Wait until you see the turbo, manifold, and the rest of the piping back in the bay...


----------



## demarioii (Jul 29, 2015)

Whew! :thumbup: lurking


----------



## carsluTT (Dec 31, 2004)

looking forward to seeing a clean bay, keep at it :beer:


----------



## BeasTToftheEast (Sep 20, 2007)

Just to give you an idea the size of the turbo I'll be running

Sent from my SM-G860P using Tapatalk


----------



## Plisken (Oct 19, 2008)

Gorgeous !


----------



## Converted2VW (Apr 8, 2009)

Sent from my iPhone using Tapatalk


----------



## BeasTToftheEast (Sep 20, 2007)

Precision 6266 twinscroll FTW!

Sent from my SM-G860P using Tapatalk


----------



## Alec's TT (Jan 28, 2013)

Did you buy the sidewinder off a guy in il? Looks good dude!


----------



## BeasTToftheEast (Sep 20, 2007)

No my sidewinder was custom fabricated by PSI PROformance in Lansdale, PA

Sent from my SM-G860P using Tapatalk


----------



## BeasTToftheEast (Sep 20, 2007)

And this is my hood exit exhaust that will look like this









Sent from my SM-G860P using Tapatalk


----------



## Converted2VW (Apr 8, 2009)

Damn that'll be loud


Sent from my iPhone using Tapatalk


----------



## BeasTToftheEast (Sep 20, 2007)

Converted2VW said:


> Damn that'll be loud
> 
> 
> Sent from my iPhone using Tapatalk


That is the goal lol


----------



## DFWSKATE (Sep 6, 2007)

Needs moAr updates


----------



## BeasTToftheEast (Sep 20, 2007)

Soon I promise...


----------



## Morio (Feb 16, 1999)

Looking good man!!:beer::beer:


----------



## BeasTToftheEast (Sep 20, 2007)

Thanks I'm finally starting to see the light at the end of the tunnel.


----------



## BeasTToftheEast (Sep 20, 2007)

another day or two and I'll be picking her up

Sent from my SM-G860P using Tapatalk


----------



## Morio (Feb 16, 1999)

looks killer!!! wow


----------



## One-Eight GTI (Jan 5, 2010)

Dang that's sexy. I see your using aem infinity.
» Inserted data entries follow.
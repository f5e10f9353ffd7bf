//! Discord event handling.
//!
//! Converts serenity gateway events into the bridge's platform-neutral
//! types and invokes the router once per event.

use std::sync::Arc;

use serenity::async_trait;
use serenity::model::channel::ChannelType;
use serenity::model::channel::Message;
use serenity::model::gateway::Ready;
use serenity::model::guild::{Guild, UnavailableGuild};
use serenity::prelude::*;
use tracing::info;

use crate::bridge::platform::{CategorySnapshot, GuildSnapshot, InboundMessage, TextChannelSnapshot};
use crate::bridge::Router;

pub struct BridgeHandler {
    router: Arc<Router>,
}

impl BridgeHandler {
    pub fn new(router: Arc<Router>) -> Self {
        Self { router }
    }
}

fn to_inbound(ctx: &Context, msg: &Message, guild_id: String) -> InboundMessage {
    let bot_id = ctx.cache.current_user().id;

    let author_name = msg
        .member
        .as_ref()
        .and_then(|m| m.nick.clone())
        .unwrap_or_else(|| msg.author.name.clone());

    InboundMessage {
        id: msg.id.to_string(),
        guild_id,
        channel_id: msg.channel_id.to_string(),
        author_name,
        is_own: msg.author.id == bot_id,
        author_is_bot: msg.author.bot,
        mentions_bot: msg.mentions.iter().any(|u| u.id == bot_id),
        mentions_everyone: msg.mention_everyone,
        content: msg.content.clone(),
        created_at: *msg.timestamp,
    }
}

/// Flatten a guild's channel map into a snapshot. Channels are ordered by
/// id (creation order) so seeding picks a stable reference group.
fn to_snapshot(guild: &Guild) -> GuildSnapshot {
    let mut categories = Vec::new();
    let mut channels = Vec::new();

    let mut sorted: Vec<_> = guild.channels.values().collect();
    sorted.sort_by_key(|c| c.id);

    for channel in sorted {
        match channel.kind {
            ChannelType::Category => categories.push(CategorySnapshot {
                id: channel.id.to_string(),
                name: channel.name.clone(),
            }),
            ChannelType::Text => channels.push(TextChannelSnapshot {
                id: channel.id.to_string(),
                name: channel.name.clone(),
                parent_id: channel.parent_id.map(|id| id.to_string()),
            }),
            _ => {}
        }
    }

    GuildSnapshot {
        id: guild.id.to_string(),
        name: guild.name.clone(),
        categories,
        channels,
    }
}

#[async_trait]
impl EventHandler for BridgeHandler {
    async fn message(&self, ctx: Context, msg: Message) {
        // Only guild messages participate in mirroring.
        let Some(guild_id) = msg.guild_id else {
            return;
        };
        if msg.content.trim().is_empty() {
            return;
        }

        let inbound = to_inbound(&ctx, &msg, guild_id.to_string());
        self.router.handle_message(&inbound).await;
    }

    async fn ready(&self, _ctx: Context, ready: Ready) {
        info!("Discord bot connected as {}", ready.user.name);
    }

    async fn guild_create(&self, _ctx: Context, guild: Guild, is_new: Option<bool>) {
        // The gateway replays guild_create for every known guild at startup;
        // only genuine joins are seeded.
        if is_new != Some(true) {
            return;
        }
        let snapshot = to_snapshot(&guild);
        self.router.handle_guild_joined(&snapshot).await;
    }

    async fn guild_delete(&self, _ctx: Context, incomplete: UnavailableGuild, _full: Option<Guild>) {
        // An unavailable guild is an outage, not a removal.
        if incomplete.unavailable {
            return;
        }
        self.router.handle_guild_left(&incomplete.id.to_string()).await;
    }
}
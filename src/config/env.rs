//! Environment variable overrides for configuration.
//!
//! Supports overriding config values with environment variables:
//! - `DRAGOMAN_DISCORD_TOKEN` - Discord bot token
//! - `DRAGOMAN_MONGO_URI` - MongoDB connection string
//! - `DRAGOMAN_MONGO_DATABASE` - MongoDB database name
//! - `DRAGOMAN_TRANSLATOR_API_KEY` - Translation API key
//! - `DRAGOMAN_TRANSLATOR_API_URL` - Translation API base URL

use std::env;

use crate::config::types::Config;

/// Environment variable prefix for all config overrides.
const ENV_PREFIX: &str = "DRAGOMAN";

/// Apply environment variable overrides to a config.
///
/// This allows sensitive values like tokens and API keys to be
/// provided via environment variables instead of the config file.
pub fn apply_env_overrides(mut config: Config) -> Config {
    if let Ok(token) = env::var(format!("{}_DISCORD_TOKEN", ENV_PREFIX)) {
        config.discord.token = token;
    }

    if let Ok(uri) = env::var(format!("{}_MONGO_URI", ENV_PREFIX)) {
        config.mongo.uri = uri;
    }
    if let Ok(database) = env::var(format!("{}_MONGO_DATABASE", ENV_PREFIX)) {
        config.mongo.database = Some(database);
    }

    if let Ok(api_key) = env::var(format!("{}_TRANSLATOR_API_KEY", ENV_PREFIX)) {
        config.translator.api_key = api_key;
    }
    if let Ok(api_url) = env::var(format!("{}_TRANSLATOR_API_URL", ENV_PREFIX)) {
        config.translator.api_url = Some(api_url);
    }

    config
}

/// Get the config file path from environment or use default.
///
/// Checks `DRAGOMAN_CONFIG` environment variable, otherwise returns "dragoman.conf".
pub fn get_config_path() -> String {
    env::var(format!("{}_CONFIG", ENV_PREFIX)).unwrap_or_else(|_| "dragoman.conf".to_string())
}
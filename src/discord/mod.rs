//! Discord adapter: gateway events in, REST commands out.

pub mod gateway;
pub mod handler;

pub use gateway::DiscordGateway;
pub use handler::BridgeHandler;
//! Narrow interface to the chat platform.
//!
//! The bridge core only ever creates channel groups, creates text channels,
//! and posts messages. Everything serenity-specific lives behind this trait
//! in the `discord` module.

use async_trait::async_trait;
use chrono::{DateTime, Utc};

use crate::common::error::PlatformError;

/// Commands the bridge issues back to the platform.
#[async_trait]
pub trait ChatPlatform: Send + Sync {
    /// Create a channel group (Discord category). Returns the new group id.
    async fn create_channel_group(
        &self,
        guild_id: &str,
        name: &str,
    ) -> Result<String, PlatformError>;

    /// Create a text channel under a group. Returns the new channel id.
    async fn create_text_channel(
        &self,
        guild_id: &str,
        name: &str,
        parent_group_id: &str,
    ) -> Result<String, PlatformError>;

    async fn post_message(&self, channel_id: &str, content: &str) -> Result<(), PlatformError>;
}

/// One inbound chat message, already stripped of platform types.
#[derive(Debug, Clone)]
pub struct InboundMessage {
    /// Platform message id.
    pub id: String,
    pub guild_id: String,
    pub channel_id: String,
    pub author_name: String,
    /// Authored by this bot's own user.
    pub is_own: bool,
    /// Authored by any bot account.
    pub author_is_bot: bool,
    /// Mentions this bot's user.
    pub mentions_bot: bool,
    pub mentions_everyone: bool,
    pub content: String,
    pub created_at: DateTime<Utc>,
}

/// The platform's current category/channel layout for one guild, used to
/// seed the topology when the bot joins.
#[derive(Debug, Clone)]
pub struct GuildSnapshot {
    pub id: String,
    pub name: String,
    pub categories: Vec<CategorySnapshot>,
    pub channels: Vec<TextChannelSnapshot>,
}

#[derive(Debug, Clone)]
pub struct CategorySnapshot {
    pub id: String,
    pub name: String,
}

#[derive(Debug, Clone)]
pub struct TextChannelSnapshot {
    pub id: String,
    pub name: String,
    /// Owning category, if any. Channels without one are not mirrored.
    pub parent_id: Option<String>,
}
How do you like it


----------



## BeasTToftheEast (Sep 20, 2007)

It's going to be a conservative tune until I replace my piston rings and then set it up for e85

Sent from my SM-G860P using Tapatalk


----------



## BeasTToftheEast (Sep 20, 2007)

Sent from my SM-G860P using Tapatalk


----------



## DFWSKATE (Sep 6, 2007)

That turbo manifold is beautiful :heart:

How'd the SEM intake manifold fit?


----------



## BeasTToftheEast (Sep 20, 2007)

With no trouble from what I was told

Sent from my SM-G860P using Tapatalk


----------



## DFWSKATE (Sep 6, 2007)

BeasTToftheEast said:


> With no trouble from what I was told
> 
> Sent from my SM-G860P using Tapatalk


Nice!

I've thought about SEM, I.E. or 034 but I've heard there _may_ be some fitment issues with TT engine bay.


----------



## BeasTToftheEast (Sep 20, 2007)

I've never had a problem with it

Sent from my SM-G860P using Tapatalk


----------



## tomde (May 12, 2010)

WOW, very cool!


----------



## M-Power M3 (Oct 15, 2007)

That looks killer and I'm sure it'll sound beastly :beer:


----------



## punkrider99 (Jan 16, 2004)

who's doing the work for you? are they also tuning the infinity?


----------



## BeasTToftheEast (Sep 20, 2007)

PSI Proformance in Lansdale, PA but they are only setting it up with a basic time since I'm not ready to setup e85 yet

Sent from my SM-G860P using Tapatalk


----------



## 20v master (May 7, 2009)

DFWSKATE said:


> Nice!
> 
> I've thought about SEM, I.E. or 034 but I've heard there _may_ be some fitment issues with TT engine bay.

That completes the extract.